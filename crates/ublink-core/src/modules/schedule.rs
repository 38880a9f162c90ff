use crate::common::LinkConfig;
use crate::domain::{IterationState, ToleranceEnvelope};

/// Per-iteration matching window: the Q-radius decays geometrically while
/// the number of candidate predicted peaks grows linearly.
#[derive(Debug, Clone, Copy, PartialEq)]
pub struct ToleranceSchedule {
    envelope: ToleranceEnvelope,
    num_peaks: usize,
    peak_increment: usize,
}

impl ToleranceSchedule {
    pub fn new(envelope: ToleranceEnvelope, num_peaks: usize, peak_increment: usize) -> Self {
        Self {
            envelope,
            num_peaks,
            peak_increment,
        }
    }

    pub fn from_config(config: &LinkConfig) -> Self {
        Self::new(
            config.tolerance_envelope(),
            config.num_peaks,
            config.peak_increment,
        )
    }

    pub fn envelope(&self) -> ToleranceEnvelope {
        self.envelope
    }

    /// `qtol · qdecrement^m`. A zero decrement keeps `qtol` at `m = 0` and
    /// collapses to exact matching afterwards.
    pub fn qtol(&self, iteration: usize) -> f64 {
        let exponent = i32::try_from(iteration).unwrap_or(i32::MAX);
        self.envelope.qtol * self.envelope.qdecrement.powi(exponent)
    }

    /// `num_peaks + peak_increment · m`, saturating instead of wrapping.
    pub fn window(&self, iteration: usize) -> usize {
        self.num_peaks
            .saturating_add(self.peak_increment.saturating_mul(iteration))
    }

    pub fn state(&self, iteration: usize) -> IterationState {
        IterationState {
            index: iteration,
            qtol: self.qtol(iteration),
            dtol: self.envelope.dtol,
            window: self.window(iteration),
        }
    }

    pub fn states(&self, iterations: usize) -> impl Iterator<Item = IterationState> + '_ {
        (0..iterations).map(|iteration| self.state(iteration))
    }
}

---

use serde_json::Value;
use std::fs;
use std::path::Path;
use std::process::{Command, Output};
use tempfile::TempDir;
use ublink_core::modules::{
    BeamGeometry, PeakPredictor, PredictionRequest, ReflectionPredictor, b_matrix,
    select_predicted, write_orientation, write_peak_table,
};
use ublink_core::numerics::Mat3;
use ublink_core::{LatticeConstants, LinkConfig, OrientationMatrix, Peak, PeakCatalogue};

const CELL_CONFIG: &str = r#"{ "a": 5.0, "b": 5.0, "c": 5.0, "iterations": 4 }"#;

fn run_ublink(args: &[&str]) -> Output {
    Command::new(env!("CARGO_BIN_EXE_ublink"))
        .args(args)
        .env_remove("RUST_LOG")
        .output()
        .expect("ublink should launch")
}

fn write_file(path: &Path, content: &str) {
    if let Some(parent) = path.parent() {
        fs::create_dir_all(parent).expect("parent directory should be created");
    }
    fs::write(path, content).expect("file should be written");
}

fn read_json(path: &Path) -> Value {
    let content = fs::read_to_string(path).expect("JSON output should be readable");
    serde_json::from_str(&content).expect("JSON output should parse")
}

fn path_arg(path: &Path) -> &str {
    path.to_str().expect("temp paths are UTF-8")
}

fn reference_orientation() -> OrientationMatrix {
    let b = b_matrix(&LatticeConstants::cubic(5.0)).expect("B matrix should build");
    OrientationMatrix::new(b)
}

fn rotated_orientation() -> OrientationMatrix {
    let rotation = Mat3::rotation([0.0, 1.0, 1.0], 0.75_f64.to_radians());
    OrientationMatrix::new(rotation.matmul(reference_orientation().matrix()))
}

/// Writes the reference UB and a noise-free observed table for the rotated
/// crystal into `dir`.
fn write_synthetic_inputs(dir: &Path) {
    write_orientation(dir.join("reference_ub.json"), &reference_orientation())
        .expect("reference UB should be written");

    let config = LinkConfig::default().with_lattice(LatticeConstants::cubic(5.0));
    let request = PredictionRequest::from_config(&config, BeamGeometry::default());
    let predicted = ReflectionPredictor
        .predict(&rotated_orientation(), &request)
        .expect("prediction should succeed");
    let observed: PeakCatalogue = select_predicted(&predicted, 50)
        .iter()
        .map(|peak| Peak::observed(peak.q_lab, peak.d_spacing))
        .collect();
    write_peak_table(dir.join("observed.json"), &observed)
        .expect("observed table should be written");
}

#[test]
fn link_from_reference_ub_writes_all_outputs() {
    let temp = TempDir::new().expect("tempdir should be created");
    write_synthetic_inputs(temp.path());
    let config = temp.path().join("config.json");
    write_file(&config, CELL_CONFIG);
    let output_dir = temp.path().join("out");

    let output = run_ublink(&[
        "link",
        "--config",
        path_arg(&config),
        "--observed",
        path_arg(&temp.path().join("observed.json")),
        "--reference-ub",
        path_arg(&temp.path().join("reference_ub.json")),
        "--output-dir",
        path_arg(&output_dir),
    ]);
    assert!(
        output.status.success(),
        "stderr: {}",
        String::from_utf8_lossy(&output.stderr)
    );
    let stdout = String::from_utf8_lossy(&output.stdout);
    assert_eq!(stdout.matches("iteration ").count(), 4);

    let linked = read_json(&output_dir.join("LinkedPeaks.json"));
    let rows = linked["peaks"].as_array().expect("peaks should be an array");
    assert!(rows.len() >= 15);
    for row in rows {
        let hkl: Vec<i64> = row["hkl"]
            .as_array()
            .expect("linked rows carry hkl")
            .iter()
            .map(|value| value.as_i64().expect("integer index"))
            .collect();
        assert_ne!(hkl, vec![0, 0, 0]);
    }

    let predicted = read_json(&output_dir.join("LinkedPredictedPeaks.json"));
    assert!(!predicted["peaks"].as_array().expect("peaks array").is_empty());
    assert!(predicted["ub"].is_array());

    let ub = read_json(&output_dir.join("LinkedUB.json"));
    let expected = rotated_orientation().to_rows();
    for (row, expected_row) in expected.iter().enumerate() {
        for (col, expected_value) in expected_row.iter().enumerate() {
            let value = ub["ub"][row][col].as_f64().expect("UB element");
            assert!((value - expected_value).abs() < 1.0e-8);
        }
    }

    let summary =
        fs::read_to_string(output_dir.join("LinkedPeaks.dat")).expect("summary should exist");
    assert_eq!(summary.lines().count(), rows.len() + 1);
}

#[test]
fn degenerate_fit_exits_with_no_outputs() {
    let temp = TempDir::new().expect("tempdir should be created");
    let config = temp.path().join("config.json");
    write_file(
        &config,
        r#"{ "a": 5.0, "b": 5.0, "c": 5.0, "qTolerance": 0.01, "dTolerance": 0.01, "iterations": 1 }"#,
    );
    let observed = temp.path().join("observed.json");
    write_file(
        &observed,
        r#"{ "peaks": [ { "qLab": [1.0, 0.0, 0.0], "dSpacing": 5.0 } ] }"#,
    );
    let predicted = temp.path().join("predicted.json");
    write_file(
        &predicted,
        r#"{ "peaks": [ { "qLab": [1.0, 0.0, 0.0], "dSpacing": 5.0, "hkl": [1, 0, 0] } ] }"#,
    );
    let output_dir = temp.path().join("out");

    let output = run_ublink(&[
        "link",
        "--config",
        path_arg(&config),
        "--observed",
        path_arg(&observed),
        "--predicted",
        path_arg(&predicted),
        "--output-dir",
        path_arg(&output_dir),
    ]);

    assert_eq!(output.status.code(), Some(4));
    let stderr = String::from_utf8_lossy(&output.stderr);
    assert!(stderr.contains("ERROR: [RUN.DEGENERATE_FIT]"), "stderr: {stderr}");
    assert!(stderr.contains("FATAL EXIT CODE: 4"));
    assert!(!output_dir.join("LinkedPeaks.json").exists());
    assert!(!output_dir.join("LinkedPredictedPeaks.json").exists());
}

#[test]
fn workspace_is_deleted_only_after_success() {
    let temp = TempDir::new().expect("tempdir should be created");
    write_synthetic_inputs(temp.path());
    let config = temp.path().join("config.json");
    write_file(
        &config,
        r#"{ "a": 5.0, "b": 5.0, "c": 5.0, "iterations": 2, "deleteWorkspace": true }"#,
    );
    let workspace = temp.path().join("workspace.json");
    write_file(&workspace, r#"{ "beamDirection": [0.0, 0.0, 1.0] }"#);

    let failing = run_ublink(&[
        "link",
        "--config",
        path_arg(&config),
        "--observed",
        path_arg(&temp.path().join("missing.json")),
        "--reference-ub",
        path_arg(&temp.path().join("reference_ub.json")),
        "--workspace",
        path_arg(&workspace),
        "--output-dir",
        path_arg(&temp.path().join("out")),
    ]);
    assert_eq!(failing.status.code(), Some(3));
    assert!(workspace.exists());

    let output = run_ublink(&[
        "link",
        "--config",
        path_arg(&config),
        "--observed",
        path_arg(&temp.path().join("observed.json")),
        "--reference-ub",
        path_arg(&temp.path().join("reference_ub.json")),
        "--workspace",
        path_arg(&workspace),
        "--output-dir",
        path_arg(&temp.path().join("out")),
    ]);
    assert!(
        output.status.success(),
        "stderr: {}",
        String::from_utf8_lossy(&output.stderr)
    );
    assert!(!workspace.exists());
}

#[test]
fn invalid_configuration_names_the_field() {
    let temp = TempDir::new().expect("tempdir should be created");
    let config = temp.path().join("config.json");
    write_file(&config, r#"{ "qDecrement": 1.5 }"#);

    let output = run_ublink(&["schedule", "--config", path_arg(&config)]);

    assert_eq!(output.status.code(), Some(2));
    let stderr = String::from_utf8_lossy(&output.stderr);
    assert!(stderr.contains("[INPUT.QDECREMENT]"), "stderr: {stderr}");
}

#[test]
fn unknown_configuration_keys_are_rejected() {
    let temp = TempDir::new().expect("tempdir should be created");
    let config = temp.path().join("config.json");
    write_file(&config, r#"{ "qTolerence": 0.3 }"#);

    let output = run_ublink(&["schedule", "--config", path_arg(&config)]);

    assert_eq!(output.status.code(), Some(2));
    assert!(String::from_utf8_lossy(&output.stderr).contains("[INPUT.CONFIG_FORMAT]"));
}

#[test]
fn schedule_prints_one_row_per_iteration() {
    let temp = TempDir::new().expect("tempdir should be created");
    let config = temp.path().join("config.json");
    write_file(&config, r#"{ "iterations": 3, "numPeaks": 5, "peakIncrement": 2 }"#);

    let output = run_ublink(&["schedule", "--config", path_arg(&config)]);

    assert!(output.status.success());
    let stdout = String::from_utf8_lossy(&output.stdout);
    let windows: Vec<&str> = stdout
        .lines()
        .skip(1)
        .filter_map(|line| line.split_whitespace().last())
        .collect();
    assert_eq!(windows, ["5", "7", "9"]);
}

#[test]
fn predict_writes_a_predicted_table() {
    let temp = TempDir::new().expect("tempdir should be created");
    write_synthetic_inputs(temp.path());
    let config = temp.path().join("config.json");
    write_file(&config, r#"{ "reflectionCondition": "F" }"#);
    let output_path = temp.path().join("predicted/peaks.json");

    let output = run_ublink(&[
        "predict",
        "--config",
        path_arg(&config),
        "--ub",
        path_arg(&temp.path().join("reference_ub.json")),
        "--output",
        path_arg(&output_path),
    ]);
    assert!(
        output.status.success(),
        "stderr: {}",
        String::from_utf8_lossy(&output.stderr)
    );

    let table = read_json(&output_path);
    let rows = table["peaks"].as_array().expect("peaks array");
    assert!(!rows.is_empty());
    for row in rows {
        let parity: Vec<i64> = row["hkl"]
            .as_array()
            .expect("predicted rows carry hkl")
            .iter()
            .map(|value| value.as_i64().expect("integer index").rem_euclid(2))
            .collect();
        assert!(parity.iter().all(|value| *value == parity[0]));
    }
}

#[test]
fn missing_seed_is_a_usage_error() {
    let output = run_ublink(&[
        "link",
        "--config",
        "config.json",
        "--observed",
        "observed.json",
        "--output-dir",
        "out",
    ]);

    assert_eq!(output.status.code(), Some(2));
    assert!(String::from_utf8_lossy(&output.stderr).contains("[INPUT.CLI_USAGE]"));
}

* * *

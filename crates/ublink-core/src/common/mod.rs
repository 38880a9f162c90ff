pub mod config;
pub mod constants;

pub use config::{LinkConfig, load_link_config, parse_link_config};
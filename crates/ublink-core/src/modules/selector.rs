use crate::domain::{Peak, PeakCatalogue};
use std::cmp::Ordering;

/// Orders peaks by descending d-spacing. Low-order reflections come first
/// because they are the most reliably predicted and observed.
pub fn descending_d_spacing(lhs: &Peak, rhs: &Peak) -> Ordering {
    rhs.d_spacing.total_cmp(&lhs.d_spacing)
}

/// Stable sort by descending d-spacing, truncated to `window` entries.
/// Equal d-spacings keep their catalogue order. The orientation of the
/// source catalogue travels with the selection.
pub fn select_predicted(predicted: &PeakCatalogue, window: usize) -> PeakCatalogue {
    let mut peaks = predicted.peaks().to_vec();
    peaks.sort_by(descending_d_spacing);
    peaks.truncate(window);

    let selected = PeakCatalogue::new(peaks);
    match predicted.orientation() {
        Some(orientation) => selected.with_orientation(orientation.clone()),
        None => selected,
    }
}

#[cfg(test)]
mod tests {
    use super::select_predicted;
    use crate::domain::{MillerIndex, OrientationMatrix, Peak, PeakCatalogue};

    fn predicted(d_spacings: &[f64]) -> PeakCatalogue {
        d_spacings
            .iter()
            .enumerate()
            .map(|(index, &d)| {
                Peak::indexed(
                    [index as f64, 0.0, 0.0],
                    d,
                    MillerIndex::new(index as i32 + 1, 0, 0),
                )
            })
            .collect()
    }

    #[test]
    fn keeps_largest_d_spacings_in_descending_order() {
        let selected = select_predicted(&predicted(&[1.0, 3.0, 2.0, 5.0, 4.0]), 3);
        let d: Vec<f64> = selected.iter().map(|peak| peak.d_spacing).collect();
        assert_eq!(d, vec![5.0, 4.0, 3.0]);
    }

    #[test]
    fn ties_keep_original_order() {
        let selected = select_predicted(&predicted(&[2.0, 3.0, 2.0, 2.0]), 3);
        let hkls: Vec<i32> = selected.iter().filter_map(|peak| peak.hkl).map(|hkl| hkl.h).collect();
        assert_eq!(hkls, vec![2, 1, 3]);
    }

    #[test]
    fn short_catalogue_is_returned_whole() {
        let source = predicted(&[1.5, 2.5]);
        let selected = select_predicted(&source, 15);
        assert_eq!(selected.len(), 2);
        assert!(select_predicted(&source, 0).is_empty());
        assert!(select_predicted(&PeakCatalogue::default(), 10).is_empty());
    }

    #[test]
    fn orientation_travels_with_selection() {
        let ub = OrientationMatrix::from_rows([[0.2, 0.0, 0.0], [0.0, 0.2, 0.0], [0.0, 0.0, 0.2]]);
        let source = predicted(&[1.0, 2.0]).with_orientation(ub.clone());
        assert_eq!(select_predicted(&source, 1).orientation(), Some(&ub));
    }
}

=== Problem to work on ===
Write out exactly the lines that fall from the line with "window: usize) ->" to the line with "2.0, 2.0]), 3);" in the records above, keeping both ends.

=== Solution ===
pub fn select_predicted(predicted: &PeakCatalogue, window: usize) -> PeakCatalogue {
    let mut peaks = predicted.peaks().to_vec();
    peaks.sort_by(descending_d_spacing);
    peaks.truncate(window);

    let selected = PeakCatalogue::new(peaks);
    match predicted.orientation() {
        Some(orientation) => selected.with_orientation(orientation.clone()),
        None => selected,
    }
}

#[cfg(test)]
mod tests {
    use super::select_predicted;
    use crate::domain::{MillerIndex, OrientationMatrix, Peak, PeakCatalogue};

    fn predicted(d_spacings: &[f64]) -> PeakCatalogue {
        d_spacings
            .iter()
            .enumerate()
            .map(|(index, &d)| {
                Peak::indexed(
                    [index as f64, 0.0, 0.0],
                    d,
                    MillerIndex::new(index as i32 + 1, 0, 0),
                )
            })
            .collect()
    }

    #[test]
    fn keeps_largest_d_spacings_in_descending_order() {
        let selected = select_predicted(&predicted(&[1.0, 3.0, 2.0, 5.0, 4.0]), 3);
        let d: Vec<f64> = selected.iter().map(|peak| peak.d_spacing).collect();
        assert_eq!(d, vec![5.0, 4.0, 3.0]);
    }

    #[test]
    fn ties_keep_original_order() {
        let selected = select_predicted(&predicted(&[2.0, 3.0, 2.0, 2.0]), 3);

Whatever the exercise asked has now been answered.